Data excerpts
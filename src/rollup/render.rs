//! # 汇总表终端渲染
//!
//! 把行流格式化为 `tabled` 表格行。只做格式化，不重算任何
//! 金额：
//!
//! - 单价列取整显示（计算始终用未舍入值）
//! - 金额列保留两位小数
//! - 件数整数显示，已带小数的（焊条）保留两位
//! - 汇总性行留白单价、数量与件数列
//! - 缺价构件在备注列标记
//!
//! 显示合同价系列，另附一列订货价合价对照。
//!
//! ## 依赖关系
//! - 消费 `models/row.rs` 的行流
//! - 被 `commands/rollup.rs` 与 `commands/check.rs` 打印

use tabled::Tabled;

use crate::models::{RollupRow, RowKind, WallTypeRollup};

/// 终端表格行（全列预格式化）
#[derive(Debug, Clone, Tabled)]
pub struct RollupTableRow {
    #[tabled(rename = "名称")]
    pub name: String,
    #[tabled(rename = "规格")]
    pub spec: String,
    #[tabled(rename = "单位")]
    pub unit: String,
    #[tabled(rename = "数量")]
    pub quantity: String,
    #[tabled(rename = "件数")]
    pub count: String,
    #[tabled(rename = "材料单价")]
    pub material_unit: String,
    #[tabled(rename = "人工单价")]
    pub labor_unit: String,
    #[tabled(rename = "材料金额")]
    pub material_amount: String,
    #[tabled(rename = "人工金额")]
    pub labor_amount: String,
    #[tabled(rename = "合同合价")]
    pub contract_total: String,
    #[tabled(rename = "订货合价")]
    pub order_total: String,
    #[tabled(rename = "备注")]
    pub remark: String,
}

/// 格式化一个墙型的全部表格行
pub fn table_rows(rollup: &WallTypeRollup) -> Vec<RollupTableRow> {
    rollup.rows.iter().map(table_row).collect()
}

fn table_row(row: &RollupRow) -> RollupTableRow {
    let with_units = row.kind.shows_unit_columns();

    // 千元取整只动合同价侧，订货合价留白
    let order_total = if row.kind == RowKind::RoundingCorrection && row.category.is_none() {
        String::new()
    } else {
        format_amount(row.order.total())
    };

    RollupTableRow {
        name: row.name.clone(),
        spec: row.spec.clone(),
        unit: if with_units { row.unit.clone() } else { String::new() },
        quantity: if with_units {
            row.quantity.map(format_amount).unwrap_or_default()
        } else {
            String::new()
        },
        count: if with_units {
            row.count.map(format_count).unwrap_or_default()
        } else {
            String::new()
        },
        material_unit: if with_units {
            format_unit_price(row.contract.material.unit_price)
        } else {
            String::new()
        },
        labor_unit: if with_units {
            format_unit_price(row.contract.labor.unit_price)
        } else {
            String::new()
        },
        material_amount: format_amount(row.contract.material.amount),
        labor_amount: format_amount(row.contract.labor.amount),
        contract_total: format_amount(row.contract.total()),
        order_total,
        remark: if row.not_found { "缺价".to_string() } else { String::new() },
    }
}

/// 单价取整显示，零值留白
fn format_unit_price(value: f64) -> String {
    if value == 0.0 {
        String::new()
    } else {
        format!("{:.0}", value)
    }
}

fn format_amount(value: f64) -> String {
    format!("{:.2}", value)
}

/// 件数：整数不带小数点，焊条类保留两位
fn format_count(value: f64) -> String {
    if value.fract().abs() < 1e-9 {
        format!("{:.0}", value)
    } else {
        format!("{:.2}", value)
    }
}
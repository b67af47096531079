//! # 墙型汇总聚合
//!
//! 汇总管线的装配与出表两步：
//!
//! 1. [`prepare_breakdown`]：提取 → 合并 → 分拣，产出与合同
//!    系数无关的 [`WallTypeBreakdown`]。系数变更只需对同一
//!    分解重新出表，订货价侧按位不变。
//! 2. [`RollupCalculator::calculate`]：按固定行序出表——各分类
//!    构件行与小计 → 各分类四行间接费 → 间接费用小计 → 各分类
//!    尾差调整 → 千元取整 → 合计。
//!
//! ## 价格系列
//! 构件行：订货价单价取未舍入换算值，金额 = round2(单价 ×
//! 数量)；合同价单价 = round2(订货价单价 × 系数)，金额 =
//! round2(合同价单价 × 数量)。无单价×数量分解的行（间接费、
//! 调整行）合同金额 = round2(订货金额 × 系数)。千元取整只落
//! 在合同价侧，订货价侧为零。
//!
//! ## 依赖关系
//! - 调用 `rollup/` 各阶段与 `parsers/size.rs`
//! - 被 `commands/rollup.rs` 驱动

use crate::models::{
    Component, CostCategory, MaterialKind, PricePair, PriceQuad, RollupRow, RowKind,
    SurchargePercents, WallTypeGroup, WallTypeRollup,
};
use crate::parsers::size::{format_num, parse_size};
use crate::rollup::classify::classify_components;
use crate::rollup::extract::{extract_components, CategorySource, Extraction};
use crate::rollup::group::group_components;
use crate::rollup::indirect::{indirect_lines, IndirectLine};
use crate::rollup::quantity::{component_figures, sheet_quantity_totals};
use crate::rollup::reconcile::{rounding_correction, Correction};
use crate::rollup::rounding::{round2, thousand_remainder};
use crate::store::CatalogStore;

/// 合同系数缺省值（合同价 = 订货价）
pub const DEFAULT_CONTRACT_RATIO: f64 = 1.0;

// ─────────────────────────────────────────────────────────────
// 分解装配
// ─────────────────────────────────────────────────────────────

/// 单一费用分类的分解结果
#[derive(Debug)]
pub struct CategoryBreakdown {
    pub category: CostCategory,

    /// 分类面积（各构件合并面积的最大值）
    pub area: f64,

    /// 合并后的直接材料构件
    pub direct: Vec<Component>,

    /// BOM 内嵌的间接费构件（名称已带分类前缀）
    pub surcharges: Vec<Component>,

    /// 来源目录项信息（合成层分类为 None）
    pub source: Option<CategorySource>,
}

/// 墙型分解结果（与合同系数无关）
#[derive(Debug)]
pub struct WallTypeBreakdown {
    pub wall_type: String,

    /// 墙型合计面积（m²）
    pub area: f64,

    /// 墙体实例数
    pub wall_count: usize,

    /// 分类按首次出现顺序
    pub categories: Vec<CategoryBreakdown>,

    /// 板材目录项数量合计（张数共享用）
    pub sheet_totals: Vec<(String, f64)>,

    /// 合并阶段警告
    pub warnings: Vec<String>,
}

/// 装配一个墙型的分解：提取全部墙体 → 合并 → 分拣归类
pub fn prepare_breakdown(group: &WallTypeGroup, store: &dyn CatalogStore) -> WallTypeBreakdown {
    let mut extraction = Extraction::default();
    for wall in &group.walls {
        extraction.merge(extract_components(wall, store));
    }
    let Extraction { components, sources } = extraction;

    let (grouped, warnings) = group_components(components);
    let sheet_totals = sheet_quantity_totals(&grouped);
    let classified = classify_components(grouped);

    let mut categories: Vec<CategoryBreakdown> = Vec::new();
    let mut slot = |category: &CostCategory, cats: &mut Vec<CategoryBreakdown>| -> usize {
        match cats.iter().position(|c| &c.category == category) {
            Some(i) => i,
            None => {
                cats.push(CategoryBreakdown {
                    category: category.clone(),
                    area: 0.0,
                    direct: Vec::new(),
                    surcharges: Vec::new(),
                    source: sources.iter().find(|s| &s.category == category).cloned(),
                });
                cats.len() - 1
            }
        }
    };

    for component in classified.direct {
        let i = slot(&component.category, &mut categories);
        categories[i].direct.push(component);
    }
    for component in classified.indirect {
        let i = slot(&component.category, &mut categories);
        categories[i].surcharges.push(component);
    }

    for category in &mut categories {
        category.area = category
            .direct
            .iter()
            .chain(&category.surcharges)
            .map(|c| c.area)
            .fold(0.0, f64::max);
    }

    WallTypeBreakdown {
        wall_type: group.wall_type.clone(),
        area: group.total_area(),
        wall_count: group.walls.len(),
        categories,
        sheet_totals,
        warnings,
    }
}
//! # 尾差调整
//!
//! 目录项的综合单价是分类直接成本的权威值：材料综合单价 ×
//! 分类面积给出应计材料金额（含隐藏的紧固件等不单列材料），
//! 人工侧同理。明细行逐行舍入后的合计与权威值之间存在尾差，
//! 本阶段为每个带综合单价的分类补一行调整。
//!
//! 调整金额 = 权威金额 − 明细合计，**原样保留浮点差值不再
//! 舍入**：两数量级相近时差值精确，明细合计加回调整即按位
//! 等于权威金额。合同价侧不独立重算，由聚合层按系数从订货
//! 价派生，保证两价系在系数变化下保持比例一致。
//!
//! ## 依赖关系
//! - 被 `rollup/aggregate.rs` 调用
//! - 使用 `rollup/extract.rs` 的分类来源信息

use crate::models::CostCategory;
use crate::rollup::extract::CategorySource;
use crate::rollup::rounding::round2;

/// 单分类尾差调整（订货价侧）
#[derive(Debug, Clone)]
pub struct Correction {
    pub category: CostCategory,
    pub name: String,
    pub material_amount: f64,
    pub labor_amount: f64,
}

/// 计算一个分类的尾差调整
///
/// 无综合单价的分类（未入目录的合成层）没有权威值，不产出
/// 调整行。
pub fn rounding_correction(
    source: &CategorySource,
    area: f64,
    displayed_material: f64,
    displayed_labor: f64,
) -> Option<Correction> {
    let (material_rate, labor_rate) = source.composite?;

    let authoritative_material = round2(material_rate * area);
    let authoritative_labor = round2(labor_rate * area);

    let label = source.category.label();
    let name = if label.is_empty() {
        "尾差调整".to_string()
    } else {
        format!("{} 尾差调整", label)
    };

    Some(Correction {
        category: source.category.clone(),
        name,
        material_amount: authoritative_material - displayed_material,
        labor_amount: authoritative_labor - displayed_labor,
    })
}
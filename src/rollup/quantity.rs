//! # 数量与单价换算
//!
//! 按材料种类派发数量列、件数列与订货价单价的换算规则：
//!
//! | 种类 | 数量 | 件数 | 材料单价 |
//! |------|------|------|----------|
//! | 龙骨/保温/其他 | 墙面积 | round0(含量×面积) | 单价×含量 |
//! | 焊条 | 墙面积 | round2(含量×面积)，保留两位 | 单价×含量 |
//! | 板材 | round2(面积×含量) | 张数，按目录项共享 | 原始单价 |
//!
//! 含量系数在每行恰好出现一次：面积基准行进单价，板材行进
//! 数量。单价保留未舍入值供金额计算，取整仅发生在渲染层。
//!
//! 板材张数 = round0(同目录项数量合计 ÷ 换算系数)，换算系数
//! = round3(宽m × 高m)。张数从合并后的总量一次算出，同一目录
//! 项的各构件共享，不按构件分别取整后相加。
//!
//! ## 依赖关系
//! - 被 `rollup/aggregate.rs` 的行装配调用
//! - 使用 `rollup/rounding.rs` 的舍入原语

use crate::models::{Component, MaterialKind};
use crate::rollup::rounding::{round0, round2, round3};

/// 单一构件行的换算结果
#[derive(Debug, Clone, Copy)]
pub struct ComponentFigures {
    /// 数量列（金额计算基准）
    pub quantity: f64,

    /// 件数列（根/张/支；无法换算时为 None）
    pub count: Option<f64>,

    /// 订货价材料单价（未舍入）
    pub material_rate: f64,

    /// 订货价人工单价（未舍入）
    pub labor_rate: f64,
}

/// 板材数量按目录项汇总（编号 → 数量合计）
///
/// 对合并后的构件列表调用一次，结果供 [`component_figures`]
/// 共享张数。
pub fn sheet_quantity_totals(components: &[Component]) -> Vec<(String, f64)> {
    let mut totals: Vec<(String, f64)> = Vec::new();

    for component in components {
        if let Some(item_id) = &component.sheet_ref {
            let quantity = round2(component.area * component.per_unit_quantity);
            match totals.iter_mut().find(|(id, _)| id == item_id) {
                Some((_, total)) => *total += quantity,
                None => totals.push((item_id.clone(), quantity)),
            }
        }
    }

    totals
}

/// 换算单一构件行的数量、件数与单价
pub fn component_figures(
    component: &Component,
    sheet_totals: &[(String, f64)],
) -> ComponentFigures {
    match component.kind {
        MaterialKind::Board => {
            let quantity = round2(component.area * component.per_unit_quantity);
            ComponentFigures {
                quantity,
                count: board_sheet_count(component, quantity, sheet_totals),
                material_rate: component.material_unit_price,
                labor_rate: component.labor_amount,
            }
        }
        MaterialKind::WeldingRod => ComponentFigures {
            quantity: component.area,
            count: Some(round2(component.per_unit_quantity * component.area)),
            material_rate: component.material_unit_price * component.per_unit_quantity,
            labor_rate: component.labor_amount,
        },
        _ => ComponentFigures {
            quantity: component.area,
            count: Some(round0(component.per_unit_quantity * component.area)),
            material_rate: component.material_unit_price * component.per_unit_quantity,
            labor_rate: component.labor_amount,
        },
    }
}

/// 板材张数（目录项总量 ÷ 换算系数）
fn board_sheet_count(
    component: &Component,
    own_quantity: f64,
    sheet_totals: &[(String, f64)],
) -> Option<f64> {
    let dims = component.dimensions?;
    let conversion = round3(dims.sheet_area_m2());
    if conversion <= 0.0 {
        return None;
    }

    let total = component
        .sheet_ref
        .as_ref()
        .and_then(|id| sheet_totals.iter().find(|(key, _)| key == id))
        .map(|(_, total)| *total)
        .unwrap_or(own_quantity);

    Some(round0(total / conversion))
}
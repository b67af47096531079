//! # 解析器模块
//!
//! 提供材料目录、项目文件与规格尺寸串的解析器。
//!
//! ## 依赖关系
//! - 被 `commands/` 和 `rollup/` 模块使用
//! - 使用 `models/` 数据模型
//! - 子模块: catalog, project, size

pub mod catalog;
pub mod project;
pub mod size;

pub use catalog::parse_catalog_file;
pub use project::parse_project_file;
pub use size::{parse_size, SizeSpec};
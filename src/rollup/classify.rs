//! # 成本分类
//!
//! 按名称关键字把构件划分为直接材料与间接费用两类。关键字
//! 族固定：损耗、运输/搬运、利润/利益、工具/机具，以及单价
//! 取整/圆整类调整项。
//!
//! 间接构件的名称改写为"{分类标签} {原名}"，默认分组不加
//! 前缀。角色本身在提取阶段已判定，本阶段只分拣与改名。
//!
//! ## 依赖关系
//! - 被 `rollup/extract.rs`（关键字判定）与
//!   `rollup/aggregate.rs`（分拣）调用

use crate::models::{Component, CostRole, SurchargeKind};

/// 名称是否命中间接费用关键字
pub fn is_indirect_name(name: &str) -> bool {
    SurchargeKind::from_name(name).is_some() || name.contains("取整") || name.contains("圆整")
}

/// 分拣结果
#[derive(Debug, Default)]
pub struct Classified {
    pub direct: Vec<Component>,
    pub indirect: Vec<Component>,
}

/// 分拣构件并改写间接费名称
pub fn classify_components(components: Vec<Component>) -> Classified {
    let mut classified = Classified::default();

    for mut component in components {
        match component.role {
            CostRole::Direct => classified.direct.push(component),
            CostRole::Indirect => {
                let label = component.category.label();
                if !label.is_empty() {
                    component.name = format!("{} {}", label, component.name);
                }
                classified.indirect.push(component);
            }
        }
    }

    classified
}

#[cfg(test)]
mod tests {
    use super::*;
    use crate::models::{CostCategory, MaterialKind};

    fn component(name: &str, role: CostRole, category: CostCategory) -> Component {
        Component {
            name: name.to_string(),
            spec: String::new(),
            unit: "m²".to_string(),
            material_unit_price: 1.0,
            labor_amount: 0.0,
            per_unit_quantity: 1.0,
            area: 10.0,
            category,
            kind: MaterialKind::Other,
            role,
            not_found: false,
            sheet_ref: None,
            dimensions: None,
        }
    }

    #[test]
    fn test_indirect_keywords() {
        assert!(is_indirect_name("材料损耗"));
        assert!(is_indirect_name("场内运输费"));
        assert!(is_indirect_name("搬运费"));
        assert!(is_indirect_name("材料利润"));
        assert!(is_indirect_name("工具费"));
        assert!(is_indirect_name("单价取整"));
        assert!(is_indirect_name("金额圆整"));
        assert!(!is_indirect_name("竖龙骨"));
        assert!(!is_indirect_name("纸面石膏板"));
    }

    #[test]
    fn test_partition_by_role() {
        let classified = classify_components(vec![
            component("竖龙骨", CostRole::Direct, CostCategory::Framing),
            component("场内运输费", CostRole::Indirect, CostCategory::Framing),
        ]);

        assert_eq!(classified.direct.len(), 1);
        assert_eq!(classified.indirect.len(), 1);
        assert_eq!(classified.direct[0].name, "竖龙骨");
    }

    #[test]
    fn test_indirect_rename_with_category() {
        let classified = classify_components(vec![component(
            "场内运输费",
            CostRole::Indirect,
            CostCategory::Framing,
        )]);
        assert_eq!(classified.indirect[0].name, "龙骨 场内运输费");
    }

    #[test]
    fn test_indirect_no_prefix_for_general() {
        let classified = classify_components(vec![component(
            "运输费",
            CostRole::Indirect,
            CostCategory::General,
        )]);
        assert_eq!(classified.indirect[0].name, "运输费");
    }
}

- [Exercise description]
From the start of the data to the line that holds "let with_units = row.kind.shows_unit_columns();", retype each line exactly, with both ends included.

- [Output of the task]
filename src/rollup/render.rs
//! # 汇总表终端渲染
//!
//! 把行流格式化为 `tabled` 表格行。只做格式化，不重算任何
//! 金额：
//!
//! - 单价列取整显示（计算始终用未舍入值）
//! - 金额列保留两位小数
//! - 件数整数显示，已带小数的（焊条）保留两位
//! - 汇总性行留白单价、数量与件数列
//! - 缺价构件在备注列标记
//!
//! 显示合同价系列，另附一列订货价合价对照。
//!
//! ## 依赖关系
//! - 消费 `models/row.rs` 的行流
//! - 被 `commands/rollup.rs` 与 `commands/check.rs` 打印

use tabled::Tabled;

use crate::models::{RollupRow, RowKind, WallTypeRollup};

/// 终端表格行（全列预格式化）
#[derive(Debug, Clone, Tabled)]
pub struct RollupTableRow {
    #[tabled(rename = "名称")]
    pub name: String,
    #[tabled(rename = "规格")]
    pub spec: String,
    #[tabled(rename = "单位")]
    pub unit: String,
    #[tabled(rename = "数量")]
    pub quantity: String,
    #[tabled(rename = "件数")]
    pub count: String,
    #[tabled(rename = "材料单价")]
    pub material_unit: String,
    #[tabled(rename = "人工单价")]
    pub labor_unit: String,
    #[tabled(rename = "材料金额")]
    pub material_amount: String,
    #[tabled(rename = "人工金额")]
    pub labor_amount: String,
    #[tabled(rename = "合同合价")]
    pub contract_total: String,
    #[tabled(rename = "订货合价")]
    pub order_total: String,
    #[tabled(rename = "备注")]
    pub remark: String,
}

/// 格式化一个墙型的全部表格行
pub fn table_rows(rollup: &WallTypeRollup) -> Vec<RollupTableRow> {
    rollup.rows.iter().map(table_row).collect()
}

fn table_row(row: &RollupRow) -> RollupTableRow {
    let with_units = row.kind.shows_unit_columns();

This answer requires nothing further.